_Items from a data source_
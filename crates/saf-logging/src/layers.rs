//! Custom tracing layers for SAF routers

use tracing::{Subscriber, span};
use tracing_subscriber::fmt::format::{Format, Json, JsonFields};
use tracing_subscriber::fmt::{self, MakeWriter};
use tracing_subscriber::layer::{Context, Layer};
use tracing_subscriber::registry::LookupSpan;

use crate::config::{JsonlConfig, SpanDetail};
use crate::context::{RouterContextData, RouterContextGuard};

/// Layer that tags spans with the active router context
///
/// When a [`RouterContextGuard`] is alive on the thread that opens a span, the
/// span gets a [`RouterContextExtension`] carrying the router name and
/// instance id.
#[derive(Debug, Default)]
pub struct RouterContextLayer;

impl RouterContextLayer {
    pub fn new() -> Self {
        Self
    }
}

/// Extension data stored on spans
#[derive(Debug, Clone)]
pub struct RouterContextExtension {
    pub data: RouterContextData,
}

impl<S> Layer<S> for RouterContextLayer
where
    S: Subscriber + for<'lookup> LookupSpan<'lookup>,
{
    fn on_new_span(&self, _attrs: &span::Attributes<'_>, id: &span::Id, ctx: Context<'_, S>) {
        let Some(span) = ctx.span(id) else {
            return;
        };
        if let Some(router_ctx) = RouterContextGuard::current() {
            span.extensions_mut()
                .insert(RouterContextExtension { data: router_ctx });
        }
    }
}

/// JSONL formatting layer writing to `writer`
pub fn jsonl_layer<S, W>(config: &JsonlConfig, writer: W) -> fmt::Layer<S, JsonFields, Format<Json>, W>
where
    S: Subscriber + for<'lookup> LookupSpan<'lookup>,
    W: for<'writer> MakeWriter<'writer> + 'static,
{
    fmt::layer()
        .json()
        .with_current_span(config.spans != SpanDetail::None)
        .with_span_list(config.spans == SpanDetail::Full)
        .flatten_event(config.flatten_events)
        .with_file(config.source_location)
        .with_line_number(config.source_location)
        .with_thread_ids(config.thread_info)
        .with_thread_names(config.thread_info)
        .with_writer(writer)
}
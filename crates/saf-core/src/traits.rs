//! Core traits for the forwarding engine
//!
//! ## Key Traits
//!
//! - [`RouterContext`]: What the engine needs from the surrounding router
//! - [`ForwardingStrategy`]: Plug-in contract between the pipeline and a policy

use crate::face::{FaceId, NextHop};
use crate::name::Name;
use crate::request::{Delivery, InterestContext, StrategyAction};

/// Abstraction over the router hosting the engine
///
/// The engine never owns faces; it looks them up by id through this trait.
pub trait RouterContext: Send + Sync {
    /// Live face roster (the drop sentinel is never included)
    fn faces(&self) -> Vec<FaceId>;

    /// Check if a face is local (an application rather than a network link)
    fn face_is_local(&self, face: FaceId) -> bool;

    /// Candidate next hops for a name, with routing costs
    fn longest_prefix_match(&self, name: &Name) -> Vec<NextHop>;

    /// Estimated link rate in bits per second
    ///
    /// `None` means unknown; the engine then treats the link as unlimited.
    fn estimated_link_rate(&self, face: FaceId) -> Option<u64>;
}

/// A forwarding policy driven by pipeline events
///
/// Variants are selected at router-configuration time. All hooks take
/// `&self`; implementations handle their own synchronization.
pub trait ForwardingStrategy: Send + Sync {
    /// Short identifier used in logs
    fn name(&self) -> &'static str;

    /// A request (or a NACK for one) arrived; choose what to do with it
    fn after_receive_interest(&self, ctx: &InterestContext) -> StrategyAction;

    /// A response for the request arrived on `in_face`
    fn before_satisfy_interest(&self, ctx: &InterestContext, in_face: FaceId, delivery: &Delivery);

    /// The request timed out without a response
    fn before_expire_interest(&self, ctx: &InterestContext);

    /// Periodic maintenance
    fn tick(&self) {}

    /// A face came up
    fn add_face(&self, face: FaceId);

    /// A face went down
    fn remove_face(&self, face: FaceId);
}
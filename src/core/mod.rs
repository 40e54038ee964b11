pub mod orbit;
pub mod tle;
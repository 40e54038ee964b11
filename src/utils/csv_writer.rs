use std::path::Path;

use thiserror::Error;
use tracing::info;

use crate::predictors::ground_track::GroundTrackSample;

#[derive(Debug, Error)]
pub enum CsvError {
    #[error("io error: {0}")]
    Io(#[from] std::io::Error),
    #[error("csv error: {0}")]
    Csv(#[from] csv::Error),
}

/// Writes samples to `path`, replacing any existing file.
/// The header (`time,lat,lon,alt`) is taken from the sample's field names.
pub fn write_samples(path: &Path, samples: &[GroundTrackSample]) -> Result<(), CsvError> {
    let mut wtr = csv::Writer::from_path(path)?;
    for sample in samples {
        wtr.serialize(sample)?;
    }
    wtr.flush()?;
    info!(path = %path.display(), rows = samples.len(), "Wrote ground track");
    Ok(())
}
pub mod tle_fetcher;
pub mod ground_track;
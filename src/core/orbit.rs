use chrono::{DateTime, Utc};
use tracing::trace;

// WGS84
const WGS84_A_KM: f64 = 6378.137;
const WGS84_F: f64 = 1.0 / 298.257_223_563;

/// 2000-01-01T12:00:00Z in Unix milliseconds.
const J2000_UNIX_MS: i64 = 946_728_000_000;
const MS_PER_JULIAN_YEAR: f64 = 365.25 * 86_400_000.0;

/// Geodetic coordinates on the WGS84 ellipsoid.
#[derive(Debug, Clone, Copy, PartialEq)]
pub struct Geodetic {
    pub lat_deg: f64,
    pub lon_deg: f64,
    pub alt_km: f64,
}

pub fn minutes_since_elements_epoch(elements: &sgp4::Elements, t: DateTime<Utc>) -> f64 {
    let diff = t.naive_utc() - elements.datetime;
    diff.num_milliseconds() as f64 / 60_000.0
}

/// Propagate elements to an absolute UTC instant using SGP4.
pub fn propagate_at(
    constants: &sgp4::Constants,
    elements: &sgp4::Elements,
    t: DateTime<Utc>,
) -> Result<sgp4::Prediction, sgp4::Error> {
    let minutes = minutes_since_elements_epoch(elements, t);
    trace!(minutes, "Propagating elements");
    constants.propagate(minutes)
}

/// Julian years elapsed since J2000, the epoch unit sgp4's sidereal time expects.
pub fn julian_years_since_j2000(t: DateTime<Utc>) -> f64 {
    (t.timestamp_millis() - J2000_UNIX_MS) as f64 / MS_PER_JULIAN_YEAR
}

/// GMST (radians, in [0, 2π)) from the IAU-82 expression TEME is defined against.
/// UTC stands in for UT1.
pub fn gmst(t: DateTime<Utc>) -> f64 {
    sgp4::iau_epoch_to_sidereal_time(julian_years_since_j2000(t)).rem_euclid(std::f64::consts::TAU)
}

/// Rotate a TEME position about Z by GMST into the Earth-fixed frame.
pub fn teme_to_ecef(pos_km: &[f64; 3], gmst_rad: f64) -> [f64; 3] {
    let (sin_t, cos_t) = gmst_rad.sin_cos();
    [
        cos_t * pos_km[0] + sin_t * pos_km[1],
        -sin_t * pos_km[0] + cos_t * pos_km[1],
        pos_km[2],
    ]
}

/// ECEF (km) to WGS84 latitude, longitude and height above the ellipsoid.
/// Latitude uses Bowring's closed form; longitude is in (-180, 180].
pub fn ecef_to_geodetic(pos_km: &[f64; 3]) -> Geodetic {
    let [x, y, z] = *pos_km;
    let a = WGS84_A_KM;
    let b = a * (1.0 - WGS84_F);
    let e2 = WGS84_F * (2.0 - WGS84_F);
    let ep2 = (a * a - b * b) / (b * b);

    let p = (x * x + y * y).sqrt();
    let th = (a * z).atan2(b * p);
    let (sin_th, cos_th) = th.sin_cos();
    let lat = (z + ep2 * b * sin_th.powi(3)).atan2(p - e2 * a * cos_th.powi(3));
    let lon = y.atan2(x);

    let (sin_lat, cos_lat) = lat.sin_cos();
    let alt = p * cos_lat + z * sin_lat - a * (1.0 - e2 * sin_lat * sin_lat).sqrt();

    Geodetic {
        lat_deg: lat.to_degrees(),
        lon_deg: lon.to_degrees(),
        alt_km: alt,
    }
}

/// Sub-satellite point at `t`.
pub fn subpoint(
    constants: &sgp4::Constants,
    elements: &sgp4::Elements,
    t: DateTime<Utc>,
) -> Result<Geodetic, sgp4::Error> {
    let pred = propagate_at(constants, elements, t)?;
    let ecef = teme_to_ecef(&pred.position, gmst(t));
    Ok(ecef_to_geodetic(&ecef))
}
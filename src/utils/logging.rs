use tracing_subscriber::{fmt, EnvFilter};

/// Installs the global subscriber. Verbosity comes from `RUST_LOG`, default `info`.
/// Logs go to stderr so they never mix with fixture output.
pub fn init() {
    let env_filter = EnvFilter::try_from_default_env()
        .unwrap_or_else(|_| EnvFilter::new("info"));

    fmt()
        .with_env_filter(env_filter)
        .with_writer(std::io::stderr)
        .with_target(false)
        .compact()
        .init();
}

_What you will do_
Once you find the line with "pub struct RouterContextExtension" in the entries above, output it and each line after it up to and including the line with "fn face_is_local(&self, face: FaceId)", and nothing else.

_Result_
pub struct RouterContextExtension {
    pub data: RouterContextData,
}

impl<S> Layer<S> for RouterContextLayer
where
    S: Subscriber + for<'lookup> LookupSpan<'lookup>,
{
    fn on_new_span(&self, _attrs: &span::Attributes<'_>, id: &span::Id, ctx: Context<'_, S>) {
        let Some(span) = ctx.span(id) else {
            return;
        };
        if let Some(router_ctx) = RouterContextGuard::current() {
            span.extensions_mut()
                .insert(RouterContextExtension { data: router_ctx });
        }
    }
}

/// JSONL formatting layer writing to `writer`
pub fn jsonl_layer<S, W>(config: &JsonlConfig, writer: W) -> fmt::Layer<S, JsonFields, Format<Json>, W>
where
    S: Subscriber + for<'lookup> LookupSpan<'lookup>,
    W: for<'writer> MakeWriter<'writer> + 'static,
{
    fmt::layer()
        .json()
        .with_current_span(config.spans != SpanDetail::None)
        .with_span_list(config.spans == SpanDetail::Full)
        .flatten_event(config.flatten_events)
        .with_file(config.source_location)
        .with_line_number(config.source_location)
        .with_thread_ids(config.thread_info)
        .with_thread_names(config.thread_info)
        .with_writer(writer)
}
filename crates/saf-core/src/traits.rs
//! Core traits for the forwarding engine
//!
//! ## Key Traits
//!
//! - [`RouterContext`]: What the engine needs from the surrounding router
//! - [`ForwardingStrategy`]: Plug-in contract between the pipeline and a policy

use crate::face::{FaceId, NextHop};
use crate::name::Name;
use crate::request::{Delivery, InterestContext, StrategyAction};

/// Abstraction over the router hosting the engine
///
/// The engine never owns faces; it looks them up by id through this trait.
pub trait RouterContext: Send + Sync {
    /// Live face roster (the drop sentinel is never included)
    fn faces(&self) -> Vec<FaceId>;

    /// Check if a face is local (an application rather than a network link)
    fn face_is_local(&self, face: FaceId) -> bool;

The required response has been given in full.